:: DATA TO EXAMINE

//! The Simulation Command Center: parameters, run control, status log.

use ratatui::Frame;
use ratatui::layout::{Constraint, Layout, Rect};
use ratatui::style::{Modifier, Style};
use ratatui::text::{Line, Span};
use ratatui::widgets::{Block, Padding, Paragraph};

use horizon_engine::{App, ParamField, RunPhase, RunState, StatusLevel, UiOptions};

use crate::format::{asciify, format_duration, progress_bar, truncate_with_ellipsis};
use crate::theme::{self, Glyphs, Palette, spinner_frame, styles};

pub(crate) const SIDEBAR_WIDTH: u16 = 44;
const LABEL_WIDTH: usize = 23;
const BAR_WIDTH: usize = 16;

pub(crate) fn draw_sidebar(
    frame: &mut Frame,
    app: &App,
    area: Rect,
    palette: &Palette,
    glyphs: &Glyphs,
) {
    let params_height = ParamField::ALL.len() as u16 + 4;
    let [params_area, run_area, status_area] = Layout::vertical([
        Constraint::Length(params_height),
        Constraint::Length(5),
        Constraint::Min(3),
    ])
    .areas(area);

    draw_params(frame, app, params_area, palette, glyphs);
    draw_run(frame, app, run_area, palette, glyphs);
    draw_status_log(frame, app, status_area, palette, glyphs);
}

fn panel<'a>(title: &'a str, palette: &Palette, options: UiOptions) -> Block<'a> {
    theme::panel(options)
        .border_style(styles::border(palette))
        .style(Style::default().bg(palette.bg_panel))
        .padding(Padding::horizontal(1))
        .title(Span::styled(title, styles::title(palette)))
}

fn draw_params(frame: &mut Frame, app: &App, area: Rect, palette: &Palette, glyphs: &Glyphs) {
    let params = app.params();
    let locked = app.is_running();
    let ascii = app.ui_options().ascii_only;

    let mut lines: Vec<Line> = Vec::with_capacity(ParamField::ALL.len() + 2);
    for field in ParamField::ALL {
        let selected = field == app.selected_field();
        let applies = field.applies_to(params.scenario);
        let value = asciify(&params.display_value(field), ascii);

        let marker = if selected { glyphs.selected } else { " " };
        let label = format!("{marker} {:<LABEL_WIDTH$}", field.label());
        let (label_style, value_style) = if selected {
            let row = styles::selected_row(palette);
            let value = if locked || !applies {
                row.fg(palette.text_muted)
            } else {
                row.fg(palette.accent)
            };
            (row, value)
        } else if applies {
            (styles::label(palette), styles::value(palette))
        } else {
            let dim = Style::default().fg(palette.text_disabled);
            (dim, dim)
        };
        lines.push(Line::from(vec![
            Span::styled(label, label_style),
            Span::styled(value, value_style),
        ]));
    }

    lines.push(Line::from(""));
    lines.push(Line::from(vec![
        Span::styled(format!("  {:<LABEL_WIDTH$}", "Seed"), styles::label(palette)),
        Span::styled(params.seed.to_string(), styles::value(palette)),
    ]));

    let title = if locked {
        " Simulation Command Center (locked) "
    } else {
        " Simulation Command Center "
    };
    let block = panel(title, palette, app.ui_options());
    frame.render_widget(Paragraph::new(lines).block(block), area);
}

fn draw_run(frame: &mut Frame, app: &App, area: Rect, palette: &Palette, glyphs: &Glyphs) {
    let lines = match app.run_state() {
        RunState::Running(active) => {
            let spinner = spinner_frame(app.tick_count(), app.ui_options());
            let phase = match active.phase() {
                RunPhase::Initializing => "Initializing",
                RunPhase::Integrating => "Integrating",
            };
            let (done, total) = active.progress();
            vec![
                Line::from(Span::styled(
                    format!("{spinner} {phase} {}", active.integrator().label()),
                    Style::default().fg(palette.primary),
                )),
                Line::from(vec![
                    Span::styled(
                        progress_bar(active.ratio(), BAR_WIDTH, glyphs),
                        Style::default().fg(palette.accent),
                    ),
                    Span::styled(
                        format!(" {done}/{total} {}", format_duration(active.elapsed())),
                        styles::label(palette),
                    ),
                ]),
                hint_line(&[("Esc", "cancel")], palette),
            ]
        }
        RunState::Ready(run) => vec![
            Line::from(Span::styled(
                format!(
                    "{} {} frames in {}",
                    glyphs.success,
                    run.frame_count(),
                    format_duration(run.elapsed)
                ),
                Style::default().fg(palette.success),
            )),
            Line::from(""),
            hint_line(&[("Enter", "run again"), ("e", "export")], palette),
        ],
        RunState::Failed(message) => vec![
            Line::from(Span::styled(
                format!(
                    "{} {}",
                    glyphs.error,
                    truncate_with_ellipsis(message, usize::from(area.width.saturating_sub(6)))
                ),
                Style::default().fg(palette.error),
            )),
            Line::from(""),
            hint_line(&[("Enter", "retry")], palette),
        ],
        RunState::Idle => vec![
            Line::from(Span::styled(
                "Ready to launch",
                Style::default().fg(palette.text_secondary),
            )),
            Line::from(""),
            hint_line(&[("Enter", "run simulation")], palette),
        ],
    };

    let block = panel(" Run ", palette, app.ui_options());
    frame.render_widget(Paragraph::new(lines).block(block), area);
}

fn hint_line(hints: &[(&'static str, &'static str)], palette: &Palette) -> Line<'static> {
    let mut spans = Vec::with_capacity(hints.len() * 2);
    for (i, (key, action)) in hints.iter().enumerate() {
        let sep = if i == 0 { "" } else { "  " };
        spans.push(Span::styled(format!("{sep}{key}"), styles::key_highlight(palette)));
        spans.push(Span::styled(format!(" {action}"), styles::key_hint(palette)));
    }
    Line::from(spans)
}

fn draw_status_log(
    frame: &mut Frame,
    app: &App,
    area: Rect,
    palette: &Palette,
    glyphs: &Glyphs,
) {
    let visible = usize::from(area.height.saturating_sub(2));
    let text_width = usize::from(area.width.saturating_sub(4)).saturating_sub(11);
    let entries = app.status().entries();
    let skip = entries.len().saturating_sub(visible);

    let lines: Vec<Line> = entries
        .skip(skip)
        .map(|entry| {
            let (icon, color) = match entry.level {
                StatusLevel::Info => (glyphs.info, palette.text_secondary),
                StatusLevel::Success => (glyphs.success, palette.success),
                StatusLevel::Warning => (glyphs.warning, palette.warning),
                StatusLevel::Error => (glyphs.error, palette.error),
            };
            Line::from(vec![
                Span::styled(
                    entry.at.format("%H:%M:%S ").to_string(),
                    Style::default()
                        .fg(palette.text_muted)
                        .add_modifier(Modifier::DIM),
                ),
                Span::styled(format!("{icon} "), Style::default().fg(color)),
                Span::styled(
                    truncate_with_ellipsis(&entry.message, text_width),
                    Style::default().fg(color),
                ),
            ])
        })
        .collect();

    let block = panel(" Status ", palette, app.ui_options());
    frame.render_widget(Paragraph::new(lines).block(block), area);
}
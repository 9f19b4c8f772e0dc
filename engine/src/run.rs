//! Background simulation runs.
//!
//! The solver is CPU-bound, so it runs on a blocking tokio task. Progress and
//! the final result come back over an unbounded channel that the app drains
//! on every tick; cancellation is a shared flag the observer checks between
//! frames.

use std::ops::ControlFlow;
use std::sync::Arc;
use std::sync::atomic::{AtomicBool, Ordering};
use std::time::{Duration, Instant};

use horizon_core::{IntegratorKind, Progress, SimulationError, SimulationRun, SimulationSettings};
use horizon_types::SimulationParams;
use tokio::runtime::{Handle, TryCurrentError};
use tokio::sync::mpsc;

#[derive(Debug)]
pub(crate) enum RunEvent {
    Progress(Progress),
    Finished(Result<SimulationRun, SimulationError>),
}

/// Where the solver currently is, for status display.
#[derive(Debug, Clone, Copy, PartialEq, Eq)]
pub enum RunPhase {
    Initializing,
    Integrating,
}

/// A run in flight. Dropping it cancels the solver.
#[derive(Debug)]
pub struct ActiveRun {
    integrator: IntegratorKind,
    phase: RunPhase,
    done: usize,
    total: usize,
    started: Instant,
    cancel: Arc<AtomicBool>,
    events: mpsc::UnboundedReceiver<RunEvent>,
}

impl ActiveRun {
    /// Spawn `params` on the current runtime's blocking pool.
    ///
    /// Fails when called outside a tokio runtime.
    pub(crate) fn spawn(
        params: SimulationParams,
        settings: SimulationSettings,
    ) -> Result<Self, TryCurrentError> {
        let handle = Handle::try_current()?;
        let (tx, rx) = mpsc::unbounded_channel();
        let cancel = Arc::new(AtomicBool::new(false));
        let flag = Arc::clone(&cancel);

        handle.spawn_blocking(move || {
            let result = horizon_core::simulate(&params, &settings, |progress| {
                if flag.load(Ordering::Relaxed) {
                    return ControlFlow::Break(());
                }
                // A closed receiver means the run was dropped.
                if tx.send(RunEvent::Progress(progress)).is_err() {
                    return ControlFlow::Break(());
                }
                ControlFlow::Continue(())
            });
            let _ = tx.send(RunEvent::Finished(result));
        });

        Ok(Self {
            integrator: settings.integrator.kind,
            phase: RunPhase::Initializing,
            done: 0,
            total: settings.samples,
            started: Instant::now(),
            cancel,
            events: rx,
        })
    }

    #[must_use]
    pub fn integrator(&self) -> IntegratorKind {
        self.integrator
    }

    #[must_use]
    pub fn phase(&self) -> RunPhase {
        self.phase
    }

    /// `(done, total)` frames.
    #[must_use]
    pub fn progress(&self) -> (usize, usize) {
        (self.done, self.total)
    }

    /// Completed fraction in `[0, 1]`.
    #[must_use]
    pub fn ratio(&self) -> f64 {
        if self.total == 0 {
            0.0
        } else {
            (self.done as f64 / self.total as f64).clamp(0.0, 1.0)
        }
    }

    #[must_use]
    pub fn elapsed(&self) -> Duration {
        self.started.elapsed()
    }

    pub(crate) fn cancel(&self) {
        self.cancel.store(true, Ordering::Relaxed);
    }

    pub(crate) fn try_recv(&mut self) -> Result<RunEvent, mpsc::error::TryRecvError> {
        self.events.try_recv()
    }

    pub(crate) fn record(&mut self, progress: Progress) {
        match progress {
            Progress::Initialized { integrator, .. } => {
                self.integrator = integrator;
                self.phase = RunPhase::Integrating;
            }
            Progress::Frame { done, total } => {
                self.phase = RunPhase::Integrating;
                self.done = done;
                self.total = total;
            }
        }
    }
}

impl Drop for ActiveRun {
    fn drop(&mut self) {
        self.cancel();
    }
}

/// Lifecycle of the current run.
#[derive(Debug, Default)]
pub enum RunState {
    #[default]
    Idle,
    Running(ActiveRun),
    Ready(Arc<SimulationRun>),
    Failed(String),
}

impl RunState {
    #[must_use]
    pub fn label(&self) -> &'static str {
        match self {
            RunState::Idle => "Idle",
            RunState::Running(_) => "Running",
            RunState::Ready(_) => "Ready",
            RunState::Failed(_) => "Failed",
        }
    }

    #[must_use]
    pub fn is_running(&self) -> bool {
        matches!(self, RunState::Running(_))
    }

    #[must_use]
    pub fn ready(&self) -> Option<&Arc<SimulationRun>> {
        match self {
            RunState::Ready(run) => Some(run),
            _ => None,
        }
    }
}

::::

THE TASK: Please find every line in the records above that holds the word "hints" and copy it.

EXERCISE SOLUTION:
fn hint_line(hints: &[(&'static str, &'static str)], palette: &Palette) -> Line<'static> {
    let mut spans = Vec::with_capacity(hints.len() * 2);
    for (i, (key, action)) in hints.iter().enumerate() {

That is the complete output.